WEST SENECA, N.Y. -- It's considered the culmination of their years of work.
"Going back even a couple of years, we collected like 6,000 postcards and send them to the Office of Mental Health," said Dave Chudy, coordinator of Save Our WNY CPC. "We've had a number of rallies, we've been lobbying."
Nearly two dozen people hopped on the "warrior bus" heading to the state's capital just before 6:30 a.m. Tuesday. The group has around 19 meetings planned with legislators from across the state to keep the Western New York Children's Psychiatric Center where it is.
Currently, the State Office of Mental Health has plans to move the children to the Buffalo Psychiatric Center campus.
"Local legislators are very familiar and have been huge advocates for us, some of the downstate ones have heard of us and we want to give them information to hopefully convince them to advocate for us as well," Chudy said.
Some are taking more drastic steps to make sure Gov. Andrew Cuomo hears their battle call.
"The war room is where people go to press their point a little bit more than usual,” said Stephanie McLean-Beathley, Division 167 of NY State Public Employees Federation council president. "They kind of sit and chant and make a lot of noise with the hope that someone will notice them."
The "War Room" is known for being a stop before jail.
"We are going there as our last resort," McLean-Beathley said.

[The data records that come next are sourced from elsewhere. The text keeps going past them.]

//! Dictionary storage.
//!
//! `BinaryDictionary` decodes the versioned `LEMA` buffer: a string pool,
//! lemma and word-form tables, packed entries and a sorted bigram table.
//! `DictionaryBuilder` writes the same layout.

mod binary_dict;
mod binary_dict_io;
mod builder;
mod entry;
mod layout;

pub use binary_dict::{BinaryDictionary, DictStats};
pub use builder::DictionaryBuilder;
pub use entry::{Candidate, Case, EntryFormat, Gender, Number, PackedEntry, Pos};
pub use layout::{Header, HEADER_SIZE, MAGIC};

use std::io;

/// Structural problems found while decoding a dictionary buffer.
///
/// Every variant is fatal: a buffer that fails here never becomes a usable
/// `BinaryDictionary`.
#[derive(Debug, Clone, PartialEq, Eq, thiserror::Error)]
pub enum FormatError {
    #[error("buffer too short for header ({len} bytes)")]
    TooShort { len: usize },

    #[error("invalid magic 0x{0:08X} (expected 0x4C454D41)")]
    BadMagic(u32),

    #[error("unsupported version: {0}")]
    UnsupportedVersion(u32),

    #[error("section {section} out of bounds (ends at {end}, buffer is {len} bytes)")]
    OutOfBounds {
        section: &'static str,
        end: u64,
        len: usize,
    },

    #[error("section {section} is not sorted at index {index}")]
    Unsorted { section: &'static str, index: usize },
}

/// Error type for loading, verifying and writing dictionary files.
#[derive(Debug, thiserror::Error)]
pub enum DictError {
    #[error("IO error: {0}")]
    Io(#[from] io::Error),

    #[error("format error: {0}")]
    Format(#[from] FormatError),

    #[error("build error: {0}")]
    Build(String),
}

/// Read access to a lemma dictionary.
///
/// All lookups lowercase their input and return owned values. Implementors
/// are immutable after construction and safe to share across threads.
pub trait Dictionary: Send + Sync {
    /// Every stored reading of `word` in on-disk order, without deduplication.
    fn readings(&self, word: &str) -> Vec<Candidate>;

    /// Observed corpus frequency of the ordered pair; 0 when absent.
    fn bigram_frequency(&self, word1: &str, word2: &str) -> u32;

    /// Readings of `word` deduplicated on (lemma, POS), first occurrence wins.
    fn candidates(&self, word: &str) -> Vec<Candidate> {
        dedup_candidates(self.readings(word))
    }

    fn is_known(&self, word: &str) -> bool {
        !self.readings(word).is_empty()
    }

    /// Candidates restricted to one part of speech.
    fn candidates_with_pos(&self, word: &str, pos: Pos) -> Vec<Candidate> {
        let mut candidates = self.candidates(word);
        candidates.retain(|c| c.pos == pos);
        candidates
    }

    /// Distinct lemma strings of `word`; an unknown word is its own lemma.
    fn lemmas(&self, word: &str) -> Vec<String> {
        let mut lemmas: Vec<String> = Vec::new();
        for c in self.readings(word) {
            if !lemmas.contains(&c.lemma) {
                lemmas.push(c.lemma);
            }
        }
        if lemmas.is_empty() {
            let lower = crate::unicode::normalize(word);
            if !lower.is_empty() {
                lemmas.push(lower);
            }
        }
        lemmas
    }
}

/// Keep the first reading of each (lemma, POS) pair, preserving order.
pub(crate) fn dedup_candidates(readings: Vec<Candidate>) -> Vec<Candidate> {
    let mut out: Vec<Candidate> = Vec::with_capacity(readings.len());
    for r in readings {
        if !out.iter().any(|c| c.pos == r.pos && c.lemma == r.lemma) {
            out.push(r);
        }
    }
    out
}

It's their final battle to keep children in their own space. The office of mental health says the new facility will be state of the art and will make millions more in funding, therefore helping more kids.
However, parents who know the benefits of the current facility say less is more.
"The hope that we felt pulling into the grounds, it was secluded, it was quiet, it was peaceful and it made a world of a difference, " said Allison Scanlon, a mother of a former patient.
Allison Scanlon's son, Vernon, spent a total of four years at the child psychiatric center. Now grown, married and with a 5 year old, she says her son wouldn't have gotten the help he needed at BPC.
"You can put as many Mickey Mouse’s on the wall down there, but it's not going to replicate what they can get down here," Scanlon said.
She adds it's not just the kids who would suffer.
"We have talked about how they are pedophiles in the building, I mean that's a mental illness and they have treatment plans," Scanlon said. "What is doing for them?"